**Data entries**

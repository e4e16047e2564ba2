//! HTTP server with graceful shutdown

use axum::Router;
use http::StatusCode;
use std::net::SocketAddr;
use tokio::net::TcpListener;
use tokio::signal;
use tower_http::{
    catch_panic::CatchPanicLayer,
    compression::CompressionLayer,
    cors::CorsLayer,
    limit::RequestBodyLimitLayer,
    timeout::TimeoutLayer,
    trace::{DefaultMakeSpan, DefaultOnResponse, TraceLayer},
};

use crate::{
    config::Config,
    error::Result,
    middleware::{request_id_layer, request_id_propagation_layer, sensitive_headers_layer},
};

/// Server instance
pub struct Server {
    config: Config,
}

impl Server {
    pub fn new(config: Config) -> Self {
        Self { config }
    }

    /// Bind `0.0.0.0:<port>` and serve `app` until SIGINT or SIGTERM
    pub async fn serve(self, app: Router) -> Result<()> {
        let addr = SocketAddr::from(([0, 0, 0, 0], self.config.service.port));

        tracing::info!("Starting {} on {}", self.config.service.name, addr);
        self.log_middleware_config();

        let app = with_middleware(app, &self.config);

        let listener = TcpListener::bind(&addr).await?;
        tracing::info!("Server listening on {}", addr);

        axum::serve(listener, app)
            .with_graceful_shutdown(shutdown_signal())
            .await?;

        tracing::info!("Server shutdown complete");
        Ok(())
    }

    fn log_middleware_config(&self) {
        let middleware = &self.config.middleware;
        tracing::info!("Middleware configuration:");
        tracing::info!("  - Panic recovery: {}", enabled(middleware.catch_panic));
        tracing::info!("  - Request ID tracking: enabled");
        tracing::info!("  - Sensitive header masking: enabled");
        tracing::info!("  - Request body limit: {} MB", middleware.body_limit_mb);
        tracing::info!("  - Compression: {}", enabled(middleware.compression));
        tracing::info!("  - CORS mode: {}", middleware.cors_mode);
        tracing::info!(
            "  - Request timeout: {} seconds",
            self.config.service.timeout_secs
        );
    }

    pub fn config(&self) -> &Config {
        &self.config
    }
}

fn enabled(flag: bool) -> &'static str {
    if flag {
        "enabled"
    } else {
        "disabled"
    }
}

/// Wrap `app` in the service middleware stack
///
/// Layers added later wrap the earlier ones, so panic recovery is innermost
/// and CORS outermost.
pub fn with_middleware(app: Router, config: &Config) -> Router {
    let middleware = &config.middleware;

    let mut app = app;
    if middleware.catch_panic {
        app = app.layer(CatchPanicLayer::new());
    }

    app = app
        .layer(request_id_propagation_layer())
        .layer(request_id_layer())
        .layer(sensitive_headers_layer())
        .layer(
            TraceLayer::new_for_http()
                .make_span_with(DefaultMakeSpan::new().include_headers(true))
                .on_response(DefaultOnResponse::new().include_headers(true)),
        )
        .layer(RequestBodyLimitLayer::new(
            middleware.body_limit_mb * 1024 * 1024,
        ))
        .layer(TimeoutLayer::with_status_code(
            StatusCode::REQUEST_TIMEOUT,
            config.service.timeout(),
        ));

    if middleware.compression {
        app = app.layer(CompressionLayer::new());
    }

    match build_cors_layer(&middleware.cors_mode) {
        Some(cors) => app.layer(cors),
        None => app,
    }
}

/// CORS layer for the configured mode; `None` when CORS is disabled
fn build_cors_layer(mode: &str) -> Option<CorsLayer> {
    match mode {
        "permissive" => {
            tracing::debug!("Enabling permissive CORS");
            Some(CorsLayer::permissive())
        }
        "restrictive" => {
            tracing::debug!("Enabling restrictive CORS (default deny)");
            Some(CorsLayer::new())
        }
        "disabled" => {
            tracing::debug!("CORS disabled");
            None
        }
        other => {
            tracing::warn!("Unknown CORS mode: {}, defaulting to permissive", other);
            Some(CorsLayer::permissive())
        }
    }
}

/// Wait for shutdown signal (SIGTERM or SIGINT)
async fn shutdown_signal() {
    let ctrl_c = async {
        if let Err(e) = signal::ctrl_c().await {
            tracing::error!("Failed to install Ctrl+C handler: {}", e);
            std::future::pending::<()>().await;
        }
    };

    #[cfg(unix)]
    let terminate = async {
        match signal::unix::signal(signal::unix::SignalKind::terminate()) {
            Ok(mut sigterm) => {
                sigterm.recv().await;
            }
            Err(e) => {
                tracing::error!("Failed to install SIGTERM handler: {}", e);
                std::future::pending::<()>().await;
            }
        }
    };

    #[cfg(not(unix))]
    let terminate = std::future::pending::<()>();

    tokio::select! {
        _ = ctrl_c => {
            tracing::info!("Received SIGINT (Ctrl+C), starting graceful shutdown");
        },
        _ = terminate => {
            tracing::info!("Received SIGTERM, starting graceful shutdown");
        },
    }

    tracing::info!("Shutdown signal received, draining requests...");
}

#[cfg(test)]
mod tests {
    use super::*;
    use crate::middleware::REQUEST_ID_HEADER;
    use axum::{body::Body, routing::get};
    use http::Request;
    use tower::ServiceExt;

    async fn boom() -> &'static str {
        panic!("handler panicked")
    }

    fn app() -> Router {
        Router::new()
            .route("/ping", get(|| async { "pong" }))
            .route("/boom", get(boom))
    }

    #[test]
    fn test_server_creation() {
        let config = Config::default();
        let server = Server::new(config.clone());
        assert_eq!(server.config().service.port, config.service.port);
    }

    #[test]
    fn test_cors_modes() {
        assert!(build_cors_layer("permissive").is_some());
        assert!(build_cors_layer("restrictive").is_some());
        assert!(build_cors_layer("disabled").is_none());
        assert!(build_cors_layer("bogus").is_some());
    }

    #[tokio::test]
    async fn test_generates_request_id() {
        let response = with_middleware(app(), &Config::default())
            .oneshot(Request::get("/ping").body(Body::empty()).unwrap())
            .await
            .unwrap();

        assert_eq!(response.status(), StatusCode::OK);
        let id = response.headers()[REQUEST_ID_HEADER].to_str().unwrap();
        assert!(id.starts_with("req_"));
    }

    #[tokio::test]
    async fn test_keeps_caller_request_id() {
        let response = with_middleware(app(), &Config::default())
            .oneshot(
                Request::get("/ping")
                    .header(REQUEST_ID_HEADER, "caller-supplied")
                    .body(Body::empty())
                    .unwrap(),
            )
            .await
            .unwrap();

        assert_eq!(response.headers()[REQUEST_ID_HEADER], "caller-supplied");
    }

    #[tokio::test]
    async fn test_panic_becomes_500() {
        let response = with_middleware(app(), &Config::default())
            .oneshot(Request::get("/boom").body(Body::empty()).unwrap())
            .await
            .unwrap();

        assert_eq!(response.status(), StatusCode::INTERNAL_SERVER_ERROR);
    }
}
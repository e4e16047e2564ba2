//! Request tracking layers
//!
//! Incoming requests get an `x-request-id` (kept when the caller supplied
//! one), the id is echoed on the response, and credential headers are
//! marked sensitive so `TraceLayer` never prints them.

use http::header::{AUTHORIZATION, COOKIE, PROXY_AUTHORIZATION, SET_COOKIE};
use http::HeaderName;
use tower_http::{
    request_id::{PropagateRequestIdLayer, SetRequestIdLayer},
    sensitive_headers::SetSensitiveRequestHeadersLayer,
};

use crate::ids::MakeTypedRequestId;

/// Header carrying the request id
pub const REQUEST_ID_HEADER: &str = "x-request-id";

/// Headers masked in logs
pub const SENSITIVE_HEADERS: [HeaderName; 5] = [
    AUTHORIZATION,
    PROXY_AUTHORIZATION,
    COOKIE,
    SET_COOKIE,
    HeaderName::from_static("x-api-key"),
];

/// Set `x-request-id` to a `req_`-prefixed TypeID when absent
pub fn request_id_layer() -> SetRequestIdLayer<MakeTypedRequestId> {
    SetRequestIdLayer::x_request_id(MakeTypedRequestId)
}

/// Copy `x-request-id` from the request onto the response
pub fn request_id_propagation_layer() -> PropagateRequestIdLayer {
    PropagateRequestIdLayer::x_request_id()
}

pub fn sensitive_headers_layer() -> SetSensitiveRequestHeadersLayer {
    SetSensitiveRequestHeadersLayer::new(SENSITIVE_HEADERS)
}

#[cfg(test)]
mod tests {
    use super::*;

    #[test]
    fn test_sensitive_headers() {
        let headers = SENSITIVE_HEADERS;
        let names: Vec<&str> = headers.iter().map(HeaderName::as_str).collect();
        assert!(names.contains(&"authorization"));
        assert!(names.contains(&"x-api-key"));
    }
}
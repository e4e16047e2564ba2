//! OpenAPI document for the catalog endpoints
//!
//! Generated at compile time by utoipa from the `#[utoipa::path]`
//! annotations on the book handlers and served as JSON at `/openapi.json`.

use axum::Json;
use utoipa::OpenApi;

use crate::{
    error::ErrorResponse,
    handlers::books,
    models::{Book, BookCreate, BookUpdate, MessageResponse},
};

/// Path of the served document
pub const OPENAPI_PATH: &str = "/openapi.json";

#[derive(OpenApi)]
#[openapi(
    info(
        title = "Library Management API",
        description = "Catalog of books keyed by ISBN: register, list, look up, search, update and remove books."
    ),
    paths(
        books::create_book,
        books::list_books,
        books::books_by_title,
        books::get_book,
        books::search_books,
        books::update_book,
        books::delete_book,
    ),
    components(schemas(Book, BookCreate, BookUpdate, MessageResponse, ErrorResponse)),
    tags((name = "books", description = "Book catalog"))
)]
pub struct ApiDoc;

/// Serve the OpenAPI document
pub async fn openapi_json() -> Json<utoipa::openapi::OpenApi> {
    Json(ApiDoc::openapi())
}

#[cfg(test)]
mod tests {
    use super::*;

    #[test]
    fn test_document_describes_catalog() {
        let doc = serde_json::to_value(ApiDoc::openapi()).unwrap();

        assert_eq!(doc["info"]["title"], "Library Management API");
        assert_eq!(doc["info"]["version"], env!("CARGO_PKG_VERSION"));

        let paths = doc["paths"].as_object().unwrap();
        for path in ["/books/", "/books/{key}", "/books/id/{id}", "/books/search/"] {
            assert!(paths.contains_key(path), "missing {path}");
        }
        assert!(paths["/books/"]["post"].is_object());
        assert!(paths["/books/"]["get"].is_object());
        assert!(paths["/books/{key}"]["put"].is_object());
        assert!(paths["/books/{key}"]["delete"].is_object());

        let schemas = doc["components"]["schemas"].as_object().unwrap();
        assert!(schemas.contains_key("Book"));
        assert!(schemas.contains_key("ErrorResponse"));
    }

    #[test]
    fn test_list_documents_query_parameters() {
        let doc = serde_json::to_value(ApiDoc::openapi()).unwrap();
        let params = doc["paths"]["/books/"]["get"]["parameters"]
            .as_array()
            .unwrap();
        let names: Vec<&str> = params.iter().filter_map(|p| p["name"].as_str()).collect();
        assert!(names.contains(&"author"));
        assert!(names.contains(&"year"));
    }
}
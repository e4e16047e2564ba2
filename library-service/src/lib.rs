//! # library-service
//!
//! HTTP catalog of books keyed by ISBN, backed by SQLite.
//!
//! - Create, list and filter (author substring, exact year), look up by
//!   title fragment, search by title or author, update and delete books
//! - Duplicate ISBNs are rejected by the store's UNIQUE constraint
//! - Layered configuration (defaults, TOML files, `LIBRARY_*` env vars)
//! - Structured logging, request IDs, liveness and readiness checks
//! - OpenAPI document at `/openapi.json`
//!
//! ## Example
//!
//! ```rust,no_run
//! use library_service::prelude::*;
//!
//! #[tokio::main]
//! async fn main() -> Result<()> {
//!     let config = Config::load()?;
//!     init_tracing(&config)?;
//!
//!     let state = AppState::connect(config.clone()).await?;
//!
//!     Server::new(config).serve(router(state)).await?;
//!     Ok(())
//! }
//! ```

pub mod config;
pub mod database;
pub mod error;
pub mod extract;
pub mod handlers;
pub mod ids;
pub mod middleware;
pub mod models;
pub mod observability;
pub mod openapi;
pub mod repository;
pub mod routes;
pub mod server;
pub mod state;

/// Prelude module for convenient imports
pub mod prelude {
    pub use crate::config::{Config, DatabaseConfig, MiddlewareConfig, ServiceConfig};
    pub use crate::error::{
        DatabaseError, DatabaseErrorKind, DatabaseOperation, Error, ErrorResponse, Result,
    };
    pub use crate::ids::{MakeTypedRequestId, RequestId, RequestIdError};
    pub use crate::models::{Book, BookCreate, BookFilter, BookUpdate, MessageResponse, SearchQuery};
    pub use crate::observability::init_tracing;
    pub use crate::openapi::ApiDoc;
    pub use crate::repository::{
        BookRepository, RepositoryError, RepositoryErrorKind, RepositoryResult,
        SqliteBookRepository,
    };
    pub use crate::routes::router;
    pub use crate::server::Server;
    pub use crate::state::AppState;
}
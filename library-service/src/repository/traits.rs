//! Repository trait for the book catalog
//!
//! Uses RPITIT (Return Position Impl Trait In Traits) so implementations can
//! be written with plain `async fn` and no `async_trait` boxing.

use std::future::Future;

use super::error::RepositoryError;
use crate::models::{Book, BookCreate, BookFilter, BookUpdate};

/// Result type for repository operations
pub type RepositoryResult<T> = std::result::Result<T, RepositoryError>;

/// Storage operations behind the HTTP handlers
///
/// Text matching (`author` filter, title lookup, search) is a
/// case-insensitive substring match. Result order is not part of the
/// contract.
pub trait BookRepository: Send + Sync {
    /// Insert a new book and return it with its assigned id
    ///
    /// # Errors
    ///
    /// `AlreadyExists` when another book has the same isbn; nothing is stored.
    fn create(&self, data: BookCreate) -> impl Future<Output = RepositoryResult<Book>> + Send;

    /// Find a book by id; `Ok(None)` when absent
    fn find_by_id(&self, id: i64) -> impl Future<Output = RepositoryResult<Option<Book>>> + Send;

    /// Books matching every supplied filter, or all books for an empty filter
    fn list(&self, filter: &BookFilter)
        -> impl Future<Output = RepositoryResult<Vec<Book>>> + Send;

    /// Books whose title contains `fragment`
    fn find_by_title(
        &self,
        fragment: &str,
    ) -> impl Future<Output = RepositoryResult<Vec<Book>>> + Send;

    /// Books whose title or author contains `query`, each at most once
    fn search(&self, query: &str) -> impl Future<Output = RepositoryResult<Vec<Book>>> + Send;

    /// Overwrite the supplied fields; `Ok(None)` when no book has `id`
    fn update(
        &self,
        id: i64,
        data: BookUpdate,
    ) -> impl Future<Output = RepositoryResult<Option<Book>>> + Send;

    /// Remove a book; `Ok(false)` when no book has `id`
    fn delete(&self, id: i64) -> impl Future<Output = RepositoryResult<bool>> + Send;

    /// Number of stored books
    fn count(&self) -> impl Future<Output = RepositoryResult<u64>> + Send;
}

**WHAT THE TASK REQUIRES**
Each line in the records that carries "year" must be copied out.

**RESULT OF THE TASK**
        assert!(names.contains(&"year"));
//! - Create, list and filter (author substring, exact year), look up by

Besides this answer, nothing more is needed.